• Saved entries:

########

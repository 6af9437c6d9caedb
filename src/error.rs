use std::time::Duration;

/// Run-level failure taxonomy.
///
/// Only some of these end a run: `AuthFailure` is downgraded to a warning by
/// the session manager, and per-item problems never reach this type at all
/// (see [`crate::scrape::Discard`]).
#[derive(Debug, thiserror::Error)]
pub enum ScrapeError {
    #[error("a crawl is already in progress")]
    Busy,

    #[error("sign-in failed: {0}")]
    AuthFailure(String),

    #[error("timed out after {timeout:?} waiting for {what}")]
    NavigationTimeout { what: String, timeout: Duration },

    #[error("cancelled by user")]
    Cancelled,

    #[error("browser session error: {0}")]
    Session(String),

    #[error("browser command failed: {0}")]
    Browser(String),

    #[error("invalid request: {0}")]
    InvalidRequest(String),
}

impl ScrapeError {
    pub fn browser(err: impl std::fmt::Display) -> Self {
        Self::Browser(err.to_string())
    }

    pub fn session(err: impl std::fmt::Display) -> Self {
        Self::Session(err.to_string())
    }

    pub fn timeout(what: impl Into<String>, timeout: Duration) -> Self {
        Self::NavigationTimeout {
            what: what.into(),
            timeout,
        }
    }
}

pub type ScrapeResult<T> = Result<T, ScrapeError>;
//! Duration parsing for scroll delays and browser timeouts ("800ms", "60s", "2m").

use std::time::Duration;

use anyhow::{Context, Result};
use serde::{de, Deserialize, Deserializer, Serializer};

/// Parse a duration string like "800ms", "60s", "2m" or "1h".
///
/// Supported units:
/// - `ms` - milliseconds
/// - `s` - seconds
/// - `m` - minutes
/// - `h` - hours
///
/// The input is case-insensitive and whitespace is trimmed.
///
/// # Examples
///
/// ```
/// use chartscroll::duration::parse_duration;
/// use std::time::Duration;
///
/// assert_eq!(parse_duration("800ms").unwrap(), Duration::from_millis(800));
/// assert_eq!(parse_duration("60s").unwrap(), Duration::from_secs(60));
/// assert_eq!(parse_duration("2m").unwrap(), Duration::from_secs(120));
/// ```
pub fn parse_duration(s: &str) -> Result<Duration> {
    let s = s.trim().to_lowercase();

    // "ms" must be checked before "m" and "s".
    let (num, millis_per_unit): (&str, u64) = if let Some(num) = s.strip_suffix("ms") {
        (num, 1)
    } else if let Some(num) = s.strip_suffix('s') {
        (num, 1_000)
    } else if let Some(num) = s.strip_suffix('m') {
        (num, 60 * 1_000)
    } else if let Some(num) = s.strip_suffix('h') {
        (num, 60 * 60 * 1_000)
    } else {
        anyhow::bail!("Duration must end with ms, s, m, or h");
    };

    let num: u64 = num
        .trim()
        .parse()
        .with_context(|| format!("Invalid number in duration {s:?}"))?;

    let millis = num
        .checked_mul(millis_per_unit)
        .context("Duration is too large")?;

    Ok(Duration::from_millis(millis))
}

/// Format a duration using the largest unit that divides it evenly.
///
/// ```
/// use chartscroll::duration::format_duration;
/// use std::time::Duration;
///
/// assert_eq!(format_duration(Duration::from_millis(800)), "800ms");
/// assert_eq!(format_duration(Duration::from_secs(60)), "1m");
/// assert_eq!(format_duration(Duration::from_secs(90)), "90s");
/// ```
pub fn format_duration(d: Duration) -> String {
    let millis = d.as_millis();

    const MS_PER_HOUR: u128 = 60 * 60 * 1_000;
    const MS_PER_MINUTE: u128 = 60 * 1_000;
    const MS_PER_SECOND: u128 = 1_000;

    if millis >= MS_PER_HOUR && millis % MS_PER_HOUR == 0 {
        format!("{}h", millis / MS_PER_HOUR)
    } else if millis >= MS_PER_MINUTE && millis % MS_PER_MINUTE == 0 {
        format!("{}m", millis / MS_PER_MINUTE)
    } else if millis >= MS_PER_SECOND && millis % MS_PER_SECOND == 0 {
        format!("{}s", millis / MS_PER_SECOND)
    } else {
        format!("{millis}ms")
    }
}

/// Serde deserializer for duration strings.
///
/// Use with `#[serde(deserialize_with = "deserialize_duration")]`.
pub fn deserialize_duration<'de, D>(deserializer: D) -> Result<Duration, D::Error>
where
    D: Deserializer<'de>,
{
    let s = String::deserialize(deserializer)?;
    parse_duration(&s).map_err(de::Error::custom)
}

/// Serde serializer matching [`deserialize_duration`].
pub fn serialize_duration<S>(d: &Duration, serializer: S) -> Result<S::Ok, S::Error>
where
    S: Serializer,
{
    serializer.serialize_str(&format_duration(*d))
}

########

• What you have to do:
Tally up the lines in the records that contain the word "else" and give only the total.

• Answer to this problem:
7